葉っぱの上にのる彼女にある少女が声をかけた。



「リミア、また泣いてるの?」



リミア、それは雨を降らす少女の名前だった。

ほんの十センチくらいしかない少女達の背には小さな薄い透き通った羽がついており、その羽で空を自由に飛ぶことができた。



「ほっといてよ、ルーシには関係ないじゃない」



リミアは顔を覗くルーシから顔を逸らし、答える。

雨の原因は、今日のテストにあった。

今日、魔法術学校のテストがあり、その中の実技テストのひとつで見事に失敗してしまったのだった。

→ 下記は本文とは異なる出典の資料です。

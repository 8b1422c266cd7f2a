use std::fmt;
use std::io;

use nmeaplex_core::InterfaceError;
use nmeaplex_transport::TransportError;

pub const SUCCESS: i32 = 0;
pub const FAILURE: i32 = 1;
pub const TRANSPORT_ERROR: i32 = 3;
pub const PERMISSION_DENIED: i32 = 50;
pub const USAGE: i32 = 64;
pub const INTERNAL: i32 = 125;
/// 128 + SIGINT.
pub const INTERRUPTED: i32 = 130;

pub type CliResult<T> = Result<T, CliError>;

#[derive(Debug)]
pub struct CliError {
    pub code: i32,
    pub message: String,
}

impl CliError {
    pub fn new(code: i32, message: impl Into<String>) -> Self {
        Self {
            code,
            message: message.into(),
        }
    }
}

impl fmt::Display for CliError {
    fn fmt(&self, f: &mut fmt::Formatter<'_>) -> fmt::Result {
        write!(f, "{}", self.message)
    }
}

impl std::error::Error for CliError {}

fn io_code(err: &io::Error) -> i32 {
    match err.kind() {
        io::ErrorKind::PermissionDenied => PERMISSION_DENIED,
        _ => TRANSPORT_ERROR,
    }
}

fn interface_code(err: &InterfaceError) -> i32 {
    match err {
        InterfaceError::Config(_) => USAGE,
        InterfaceError::Duplicate { source, .. } => io_code(source),
        InterfaceError::Queue(_) | InterfaceError::Spawn { .. } => INTERNAL,
    }
}

pub fn transport_error(context: &str, err: TransportError) -> CliError {
    let code = if err.is_config() {
        USAGE
    } else {
        match &err {
            TransportError::Open { source, .. }
            | TransportError::Socket { source, .. }
            | TransportError::Resolve { source, .. } => io_code(source),
            TransportError::Interface(inner) => interface_code(inner),
            _ => TRANSPORT_ERROR,
        }
    };
    CliError::new(code, format!("{context}: {err}"))
}

pub fn interface_error(context: &str, err: InterfaceError) -> CliError {
    CliError::new(interface_code(&err), format!("{context}: {err}"))
}

#[cfg(test)]
mod tests {
    use nmeaplex_core::{ConfigError, QueueError};

    use super::*;

    #[test]
    fn configuration_errors_are_usage() {
        let err = transport_error(
            "interface 1",
            TransportError::Config(ConfigError::UnknownOption("baud".into())),
        );
        assert_eq!(err.code, USAGE);
        assert!(err.message.contains("baud"));

        let err = transport_error("interface 1", TransportError::BidirectionalFile("/x".into()));
        assert_eq!(err.code, USAGE);
    }

    #[test]
    fn setup_failures_are_transport_errors() {
        let err = transport_error(
            "interface 2",
            TransportError::Socket {
                context: "bind failed",
                source: io::Error::from(io::ErrorKind::AddrInUse),
            },
        );
        assert_eq!(err.code, TRANSPORT_ERROR);

        let err = transport_error(
            "interface 2",
            TransportError::Open {
                path: "/root/secret".into(),
                source: io::Error::from(io::ErrorKind::PermissionDenied),
            },
        );
        assert_eq!(err.code, PERMISSION_DENIED);
    }

    #[test]
    fn queue_failures_are_internal() {
        let err = interface_error("mux", InterfaceError::Queue(QueueError::Alloc(1 << 40)));
        assert_eq!(err.code, INTERNAL);
    }
}
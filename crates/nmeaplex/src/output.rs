use std::io::IsTerminal;

use clap::ValueEnum;
use comfy_table::{presets::UTF8_FULL, ContentArrangement, Table};
use nmeaplex::{CheckedInterface, TransportSummary};
use serde::Serialize;

const CHECK_SCHEMA_ID: &str = "nmeaplex/cli/v1/check";

#[derive(Clone, Debug, Copy, ValueEnum)]
pub enum OutputFormat {
    Json,
    Table,
    Pretty,
}

impl OutputFormat {
    pub fn default_for_stdout() -> Self {
        if std::io::stdout().is_terminal() {
            Self::Table
        } else {
            Self::Json
        }
    }
}

#[derive(Serialize)]
struct CheckOutput<'a> {
    schema_id: &'a str,
    valid: bool,
    interfaces: Vec<InterfaceOutput>,
}

#[derive(Serialize)]
struct InterfaceOutput {
    declaration: String,
    kind: &'static str,
    name: Option<String>,
    direction: &'static str,
    checksum: bool,
    qsize: Option<usize>,
    target: String,
    scope: Option<&'static str>,
    device: Option<String>,
}

impl InterfaceOutput {
    fn new(declaration: &str, checked: &CheckedInterface) -> Self {
        let (target, scope, device) = match &checked.transport {
            TransportSummary::File { target } => (target.clone(), None, None),
            TransportSummary::Mcast {
                group,
                scope,
                device,
            } => (group.to_string(), Some(scope.as_str()), device.clone()),
        };
        Self {
            declaration: declaration.to_string(),
            kind: checked.kind.as_str(),
            name: checked.name.clone(),
            direction: checked.direction.as_str(),
            checksum: checked.checksum,
            qsize: checked.qsize,
            target,
            scope,
            device,
        }
    }
}

/// Print validated declarations, paired with their source text.
pub fn print_check(checked: &[(String, CheckedInterface)], format: OutputFormat) {
    let interfaces: Vec<_> = checked
        .iter()
        .map(|(decl, c)| InterfaceOutput::new(decl, c))
        .collect();

    match format {
        OutputFormat::Json => {
            let out = CheckOutput {
                schema_id: CHECK_SCHEMA_ID,
                valid: true,
                interfaces,
            };
            println!(
                "{}",
                serde_json::to_string(&out).unwrap_or_else(|_| "{}".to_string())
            );
        }
        OutputFormat::Table => {
            let mut table = Table::new();
            table
                .load_preset(UTF8_FULL)
                .set_content_arrangement(ContentArrangement::Dynamic)
                .set_header(vec![
                    "KIND", "NAME", "DIRECTION", "TARGET", "SCOPE", "QSIZE", "CHECKSUM",
                ]);
            for i in &interfaces {
                table.add_row(vec![
                    i.kind.to_string(),
                    i.name.clone().unwrap_or_else(|| "-".to_string()),
                    i.direction.to_string(),
                    i.target.clone(),
                    i.scope.unwrap_or("-").to_string(),
                    i.qsize.map_or_else(|| "-".to_string(), |q| q.to_string()),
                    if i.checksum { "yes" } else { "no" }.to_string(),
                ]);
            }
            println!("{table}");
        }
        OutputFormat::Pretty => {
            for i in &interfaces {
                print!("{} {} target={}", i.kind, i.direction, i.target);
                if let Some(name) = &i.name {
                    print!(" name={name}");
                }
                if let Some(scope) = i.scope {
                    print!(" scope={scope}");
                }
                if let Some(device) = &i.device {
                    print!(" device={device}");
                }
                if let Some(qsize) = i.qsize {
                    print!(" qsize={qsize}");
                }
                println!(" checksum={}", if i.checksum { "yes" } else { "no" });
            }
        }
    }
}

ルーシはリミアとは正反対で魔法術は完壁に使いこなせる。

いつも一緒にいる二人だが、周りから比べられるばかり。

ルーシは頭がよくて優等生。

なのに、リミアは……、と。

もううんざりだ。



「失敗したっていいよ。リミアにはリミアのいいところがあるんだし、リミアにしかできないこともある思うの。
ひとつできなくてもふたつできたらそれでいいんじゃないかな」



晴れた空を仰ぎながら言うルーシの横顔をリミアはそっとみる。

その横顔は大人っぽく、優しい表情で今言われたこともすんなりと心に落ちてくるような気がした。

とても、自分と同じ年なんて信じられない。

そして、彼女の言葉はまだ続く。



「わたしは、運動が全くもって駄目だからせめて、勉強だけでもって思ってやってるよ? 
だから、リミアもこれは駄目だけどこれはできるからいいんだ! って思えばいいと思うよ」



しかし、リミアの性格はそうなかなか彼女の言葉に頷いてくれないのである。

返事が返せない自分が憎らしい。

口よ、動け、何度もそう命令を出し続ける。

けれども、口は動かない。

頷けない。



「じゃあ、わたし行くね!」



結局、返事は返せないままルーシは口を開く。

一言残し、去って行く彼女の背中をリミアは悔しそうに見つめていた。

ありがとう、といえない自分に腹を立てながら。


今度、雨が降るのははて、半年後か一年後かはたまた明日か。

ルーシのあの優しい言葉でリミアの思考が今までとは違う方向にまで目を向けられるようになったのはいうまでもないだろう。